Zusammenfassung der Ressource
3.1 & 3.2 Methods of studying
Cells and The Electron Microscope
- Optical Microscopes
- Use light to form an image
- Maximum resolution of about 0.2micrometres
- So you can't use an optical microscope to view
organelles smaller than 0.2 micrometres. This
includes ribosomes, ER and lysosomes. You may
see mitochondria, but not in peprfect detail.
- Maximum useful magnification of about x1500
- Using a slide to view specimens
- 1) add a small drop of water onto
the slide then use tweezers to place
a thin section of your specimen on
top of the water drop
- 2) Add a drop of stain to highlight
objects in the cell (e.g Iodene is used
for starch)
- 3) Finally, add a cover slip.
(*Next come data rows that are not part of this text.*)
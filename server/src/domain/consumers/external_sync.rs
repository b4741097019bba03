//! External-order sync for the provider-backed event.
//!
//! Runs from the `payment.completed` consumer. Drives the provider order to
//! CONFIRMED for every seat of the booking; on any step failing the order is
//! cancelled so remotely-reserved places are freed, and the error propagates
//! so the message stays unacked and is redelivered.

use std::sync::Arc;

use crate::data::postgres::PostgresService;
use crate::data::postgres::repositories::bookings as booking_repo;
use crate::data::types::BookingRow;
use crate::domain::error::CoreError;
use crate::external::ticketing::TicketingClient;

pub async fn sync_external_order(
    store: &Arc<PostgresService>,
    ticketing: &Arc<TicketingClient>,
    booking: &BookingRow,
) -> Result<(), CoreError> {
    let pool = store.pool();

    // Reuse the booking's order when it already has one (opened at create
    // time); otherwise start fresh.
    let order_id = match &booking.order_id {
        Some(id) if !id.is_empty() => id.clone(),
        _ => {
            let order = ticketing.start_order().await?;
            tracing::info!(
                booking_id = booking.id,
                order_id = %order.order_id,
                "Started provider order"
            );
            order.order_id
        }
    };

    let seats = booking_repo::get_seats(pool, booking.id).await?;
    if seats.is_empty() {
        return Err(CoreError::Conflict(format!(
            "no seats linked to booking {}",
            booking.id
        )));
    }

    for seat in &seats {
        if let Err(e) = ticketing.select_place(&seat.id, &order_id).await {
            cancel_order_best_effort(ticketing, &order_id).await;
            tracing::error!(
                booking_id = booking.id,
                place_id = %seat.id,
                error = %e,
                "Provider place selection failed, order cancelled"
            );
            return Err(e.into());
        }
        tracing::debug!(place_id = %seat.id, order_id = %order_id, "Selected provider place");
    }

    if let Err(e) = ticketing.submit_order(&order_id).await {
        cancel_order_best_effort(ticketing, &order_id).await;
        return Err(e.into());
    }

    if let Err(e) = ticketing.confirm_order(&order_id).await {
        cancel_order_best_effort(ticketing, &order_id).await;
        return Err(e.into());
    }

    // The remote order is confirmed; losing this write is recoverable (the
    // id is also carried on later messages), so it does not fail the sync
    if let Err(e) = booking_repo::set_order_id(pool, booking.id, &order_id).await {
        tracing::error!(
            booking_id = booking.id,
            order_id = %order_id,
            error = %e,
            "Failed to persist provider order id"
        );
    }

    tracing::info!(
        booking_id = booking.id,
        order_id = %order_id,
        seats = seats.len(),
        "Provider order confirmed"
    );

    Ok(())
}

async fn cancel_order_best_effort(ticketing: &Arc<TicketingClient>, order_id: &str) {
    if let Err(e) = ticketing.cancel_order(order_id).await {
        tracing::error!(order_id = %order_id, error = %e, "Provider order cancel failed");
    }
}
//! Application-wide constants and configuration defaults.

/// Application name, used for logging defaults and bus client ids
pub const APP_NAME: &str = "kassa";

// =============================================================================
// Server
// =============================================================================

pub const DEFAULT_PORT: u16 = 8081;
pub const DEFAULT_HOST: &str = "0.0.0.0";
pub const DEFAULT_REQUEST_TIMEOUT_SECS: u64 = 30;

/// Graceful shutdown budget for background tasks
pub const SHUTDOWN_TIMEOUT_SECS: u64 = 30;

// =============================================================================
// Store (PostgreSQL)
// =============================================================================

/// Pool sized so peak concurrent requests cannot starve it
pub const DB_DEFAULT_MAX_OPEN_CONNS: u32 = 100;
pub const DB_DEFAULT_MAX_IDLE_CONNS: u32 = 25;
pub const DB_DEFAULT_CONN_MAX_LIFETIME_MIN: u64 = 5;
pub const DB_DEFAULT_CONN_MAX_IDLE_TIME_MIN: u64 = 1;
pub const DB_DEFAULT_ACQUIRE_TIMEOUT_SECS: u64 = 5;

/// Readiness probe budget
pub const DB_PING_TIMEOUT_SECS: u64 = 2;

// =============================================================================
// Cache (Valkey)
// =============================================================================

pub const VALKEY_DEFAULT_ADDR: &str = "localhost:6379";
pub const VALKEY_DEFAULT_USERS_HASH_KEY: &str = "users:auth";
pub const VALKEY_DEFAULT_AUTH_TTL_MIN: u64 = 10;
pub const VALKEY_DEFAULT_EVENTS_TTL_MIN: u64 = 15;
pub const VALKEY_DEFAULT_CLIENT_CACHE_MB: u64 = 128;

/// Upper bound on any cache read so a degraded cache cannot add latency
pub const CACHE_READ_TIMEOUT_SECS: u64 = 2;

/// Budget for detached cache writes
pub const CACHE_WRITE_TIMEOUT_SECS: u64 = 5;

// =============================================================================
// Bus (stream topics)
// =============================================================================

/// Queue group shared by all workflow consumers
pub const BUS_DEFAULT_GROUP: &str = "kassa-workers";

/// Redelivery window: unacked messages are claimable after this long
pub const BUS_ACK_WAIT_SECS: u64 = 30;

/// How often a consumer sweeps for stuck (unacked) messages
pub const BUS_CLAIM_INTERVAL_SECS: u64 = 10;

// =============================================================================
// Search (Elasticsearch)
// =============================================================================

pub const SEARCH_DEFAULT_INDEX: &str = "events";
pub const SEARCH_DEFAULT_TIMEOUT_SECS: u64 = 10;
pub const SEARCH_DEFAULT_MAX_RETRIES: u32 = 3;

// =============================================================================
// External providers
// =============================================================================

pub const TICKETING_DEFAULT_URL: &str = "https://hub.hackload.kz/event-provider/common";
pub const PAYMENT_DEFAULT_URL: &str = "https://hub.hackload.kz/payment-provider/common";
pub const EXTERNAL_DEFAULT_TIMEOUT_SECS: u64 = 30;

/// The reserved event whose inventory lives at the ticketing provider
pub const EXTERNAL_EVENT_ID: i64 = 1;

// =============================================================================
// Booking lifecycle
// =============================================================================

/// Sweep cadence of the expiration job
pub const EXPIRATION_CHECK_INTERVAL_SECS: u64 = 30;

/// Reservation window: CREATED/PENDING bookings older than this are cancelled
pub const BOOKING_EXPIRATION_MIN: i64 = 15;

// =============================================================================
// API surface
// =============================================================================

pub const DEFAULT_PAGE: u32 = 1;
pub const DEFAULT_EVENTS_PAGE_SIZE: u32 = 20;
pub const DEFAULT_SEATS_PAGE_SIZE: u32 = 10;
pub const MAX_PAGE_SIZE: u32 = 20;
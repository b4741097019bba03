use kassa_server::app::CoreApp;

#[tokio::main]
async fn main() {
    if let Err(e) = CoreApp::run().await {
        eprintln!("\nError: {:#}\n", e);
        std::process::exit(1);
    }
}
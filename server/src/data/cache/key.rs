//! Cache key builder.
//!
//! Key shapes are part of the deployed contract: the auth hash is populated
//! by an out-of-band loader and the events-listing keys are shared with
//! operational tooling, so both are built here and nowhere else.

use base64::Engine;
use base64::engine::general_purpose::STANDARD as BASE64;

pub struct CacheKey;

impl CacheKey {
    /// Events listing response body for a (page, size) pair
    pub fn events_list(page: u32, page_size: u32) -> String {
        format!("events:list:page:{}:size:{}", page, page_size)
    }

    /// Glob matching every cached events listing
    pub fn events_list_pattern() -> &'static str {
        "events:list:*"
    }

    /// Field inside the users auth hash: base64("email:sha256hex(password)")
    pub fn auth_field(email: &str, password_hash: &str) -> String {
        BASE64.encode(format!("{}:{}", email, password_hash))
    }
}

#[cfg(test)]
mod tests {
    use super::*;

    #[test]
    fn events_list_key_shape() {
        assert_eq!(CacheKey::events_list(1, 20), "events:list:page:1:size:20");
        assert_eq!(CacheKey::events_list(3, 5), "events:list:page:3:size:5");
    }

    #[test]
    fn auth_field_is_base64_of_email_and_hash() {
        let field = CacheKey::auth_field("user@example.com", "abc123");
        let decoded = BASE64.decode(field).unwrap();
        assert_eq!(decoded, b"user@example.com:abc123");
    }
}
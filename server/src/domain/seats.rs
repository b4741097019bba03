//! Seat operations.
//!
//! Selection is the contended path: correctness comes entirely from the
//! store's row lock plus the `(booking_id, seat_id)` uniqueness, never from
//! in-process coordination. The store is authoritative for every event,
//! including the external one (its rows are populated by the sync tool);
//! the provider's place-status follows local status via the workflow, never
//! the other way round.

use std::sync::Arc;

use chrono::Utc;

use crate::data::postgres::repositories::{
    bookings as booking_repo, events as event_repo, seats as seat_repo,
};
use crate::data::postgres::{PgPool, PostgresService};
use crate::data::topics::TopicService;
use crate::data::types::SeatStatus;
use crate::domain::error::CoreError;
use crate::domain::messages::{self, subjects};
use crate::metrics;

/// One row of a seat listing
#[derive(Debug, Clone)]
pub struct SeatListing {
    pub id: String,
    pub row: i32,
    pub number: i32,
    pub status: String,
    pub price: Option<i64>,
}

pub struct SeatService {
    store: Arc<PostgresService>,
    topics: Arc<TopicService>,
}

impl SeatService {
    pub fn new(store: Arc<PostgresService>, topics: Arc<TopicService>) -> Self {
        Self { store, topics }
    }

    fn pool(&self) -> &PgPool {
        self.store.pool()
    }

    /// List seats for an event, paginated in (row, number) order.
    ///
    /// Served from the store for every event so a seat reserved a moment
    /// ago is never reported FREE, and the row/status filters apply
    /// uniformly.
    pub async fn list(
        &self,
        event_id: i64,
        page: u32,
        page_size: u32,
        row: Option<i32>,
        status: Option<SeatStatus>,
    ) -> Result<Vec<SeatListing>, CoreError> {
        let event = event_repo::get_by_id(self.pool(), event_id).await?;
        if event.is_none() {
            return Err(CoreError::not_found("event"));
        }

        let seats =
            seat_repo::get_by_event(self.pool(), event_id, page, page_size, row, status).await?;

        Ok(seats
            .into_iter()
            .map(|s| SeatListing {
                id: s.id,
                row: s.row,
                number: s.number,
                status: s.status,
                price: s.price,
            })
            .collect())
    }

    /// Reserve a seat into a booking.
    ///
    /// Exactly one of any set of concurrent callers succeeds; the rest see
    /// `SeatNotAvailable`. For the external event the provider order is
    /// brought in line asynchronously by the payment-completed sync.
    pub async fn select(
        &self,
        user_id: i64,
        booking_id: i64,
        seat_id: &str,
    ) -> Result<(), CoreError> {
        let booking = booking_repo::get_by_id(self.pool(), booking_id)
            .await?
            .ok_or(CoreError::not_found("booking"))?;

        if !booking.is_owned_by(user_id) {
            return Err(CoreError::Forbidden);
        }

        let seat = seat_repo::get_by_id(self.pool(), seat_id)
            .await?
            .ok_or(CoreError::not_found("seat"))?;

        if seat.event_id != booking.event_id {
            return Err(CoreError::Conflict(
                "seat belongs to a different event".into(),
            ));
        }

        // A terminal booking must never regain seat links
        if booking.status().map(|s| s.is_terminal()).unwrap_or(false) {
            return Err(CoreError::Conflict("booking is no longer active".into()));
        }

        match seat_repo::reserve(self.pool(), seat_id, booking_id).await {
            Ok(()) => {
                metrics::SEAT_RESERVATIONS_TOTAL
                    .with_label_values(&["reserved"])
                    .inc();
            }
            Err(e) => {
                metrics::SEAT_RESERVATIONS_TOTAL
                    .with_label_values(&["rejected"])
                    .inc();
                return Err(e.into());
            }
        }

        messages::publish_logged(
            &self.topics,
            subjects::SEAT_SELECTED,
            &messages::SeatSelected {
                booking_id,
                seat_id: seat_id.to_string(),
                event_id: booking.event_id,
                timestamp: Utc::now(),
            },
        )
        .await;

        Ok(())
    }

    /// Release a seat held by the caller's booking
    pub async fn release(&self, user_id: i64, seat_id: &str) -> Result<(), CoreError> {
        let booking = booking_repo::get_active_for_seat(self.pool(), seat_id)
            .await?
            .ok_or(CoreError::not_found("seat reservation"))?;

        if !booking.is_owned_by(user_id) {
            return Err(CoreError::Forbidden);
        }

        seat_repo::release(self.pool(), seat_id).await?;

        messages::publish_logged(
            &self.topics,
            subjects::SEAT_RELEASED,
            &messages::SeatReleased {
                booking_id: booking.id,
                seat_id: seat_id.to_string(),
                event_id: booking.event_id,
                timestamp: Utc::now(),
            },
        )
        .await;

        Ok(())
    }
}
Careful for air bubbles!
- Transmission Electron Microscope (TEM)
- Use electromagnets to focus a beam on
electrons which is then transmitted
through the specimen
- Electron beam has a very short wavelength
- High resolving power of 0.1nm
- Denser parts of specimen absorb more electrons = darker on image
- High resolution images = see internal
structure of organelles such as
chloroplasts
- Only can be used on thin specimens
- Limitations
- Whole system is in a vacumn = specimens must be dead
- Specimen has to undergo a complex staining process = can be damaged, not true colour.
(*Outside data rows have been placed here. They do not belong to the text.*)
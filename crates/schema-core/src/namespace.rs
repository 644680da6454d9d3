//! Named scopes holding protocol entities.

use schema_xml::Location;

use crate::alias::Alias;
use crate::field::Field;
use crate::frame::Frame;
use crate::interface::Interface;
use crate::message::Message;

/// Index of a namespace inside its schema.
#[derive(Debug, Clone, Copy, PartialEq, Eq, Hash, PartialOrd, Ord)]
pub struct NamespaceId(usize);

impl NamespaceId {
    /// The unnamed namespace formed by the schema element itself.
    pub const ROOT: NamespaceId = NamespaceId(0);

    pub(crate) fn new(index: usize) -> Self {
        Self(index)
    }

    pub fn index(self) -> usize {
        self.0
    }
}

#[derive(Debug, Clone)]
pub struct Namespace {
    name: String,
    pub(crate) description: Option<String>,
    parent: Option<NamespaceId>,
    children: Vec<NamespaceId>,
    pub(crate) fields: Vec<Field>,
    pub(crate) aliases: Vec<Alias>,
    pub(crate) messages: Vec<Message>,
    pub(crate) interfaces: Vec<Interface>,
    pub(crate) frames: Vec<Frame>,
    location: Location,
}

impl Namespace {
    pub(crate) fn new(name: String, parent: Option<NamespaceId>, location: Location) -> Self {
        Self {
            name,
            description: None,
            parent,
            children: Vec::new(),
            fields: Vec::new(),
            aliases: Vec::new(),
            messages: Vec::new(),
            interfaces: Vec::new(),
            frames: Vec::new(),
            location,
        }
    }

    /// Empty for the root namespace.
    pub fn name(&self) -> &str {
        &self.name
    }

    pub fn description(&self) -> Option<&str> {
        self.description.as_deref()
    }

    pub fn parent(&self) -> Option<NamespaceId> {
        self.parent
    }

    pub fn children(&self) -> &[NamespaceId] {
        &self.children
    }

    pub(crate) fn add_child(&mut self, id: NamespaceId) {
        self.children.push(id);
    }

    pub fn fields(&self) -> &[Field] {
        &self.fields
    }

    pub fn field(&self, name: &str) -> Option<&Field> {
        self.fields.iter().find(|f| f.name() == name)
    }

    pub(crate) fn field_index(&self, name: &str) -> Option<usize> {
        self.fields.iter().position(|f| f.name() == name)
    }

    pub fn aliases(&self) -> &[Alias] {
        &self.aliases
    }

    pub fn messages(&self) -> &[Message] {
        &self.messages
    }

    pub fn message(&self, name: &str) -> Option<&Message> {
        self.messages.iter().find(|m| m.name() == name)
    }

    pub fn interfaces(&self) -> &[Interface] {
        &self.interfaces
    }

    pub fn interface(&self, name: &str) -> Option<&Interface> {
        self.interfaces.iter().find(|i| i.name() == name)
    }

    pub fn frames(&self) -> &[Frame] {
        &self.frames
    }

    pub fn frame(&self, name: &str) -> Option<&Frame> {
        self.frames.iter().find(|f| f.name() == name)
    }

    pub fn location(&self) -> &Location {
        &self.location
    }

    pub fn is_empty(&self) -> bool {
        self.fields.is_empty()
            && self.messages.is_empty()
            && self.interfaces.is_empty()
            && self.frames.is_empty()
            && self.aliases.is_empty()
            && self.children.is_empty()
    }
}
- Specimen has to be extremely thin
- Image may contain artefacts ( things resulting from the way the
specimen is prepared) = foreign objects on end photomicrograph
- Scanning Electron Microscope (SEM)
- Scan a beam of electrons across the specimen
- knocks off electrons from the specimen which
are gathered in a cathode ray tube to form an
image
- Images show surface of specimen and so they can be 3D
- They have lower resolution than a TEM
- 20nm
- The Limitations of a SEM are very similar to a
TEM, however the specimen doesn't need to be
extremely thin as electrons do not penetrate it
- Magnification is Size
- Magnification = Image size/Actual size
- Magnification is how much bigger the image is than the specimen
- Resolution is detail
- Resolution is how detailed the image is, and how well a microscope
distinguishes between two points that are close together
- Cell Fractionation and Ultracentrifugation
- If you want to look at some organelles under an electron microscope,
you'd first need to separate them from the rest of the cell = cell
fractionation.
- 1) Homogenisation - Breaking up the cells
- Cells are broken up by a homogeniser (blender). This breaks up the plasma
membrane and releases the organelles into solution. The solution is called
homogenate.
- Solution has to be ice-cold =
reduce activity of enzymes that
break down organelles
- Solution has to be Isotonic = same concentration of
chemicals as the cells being broken down/same water
potential as tissue to prevent organelles bursting/shrinking.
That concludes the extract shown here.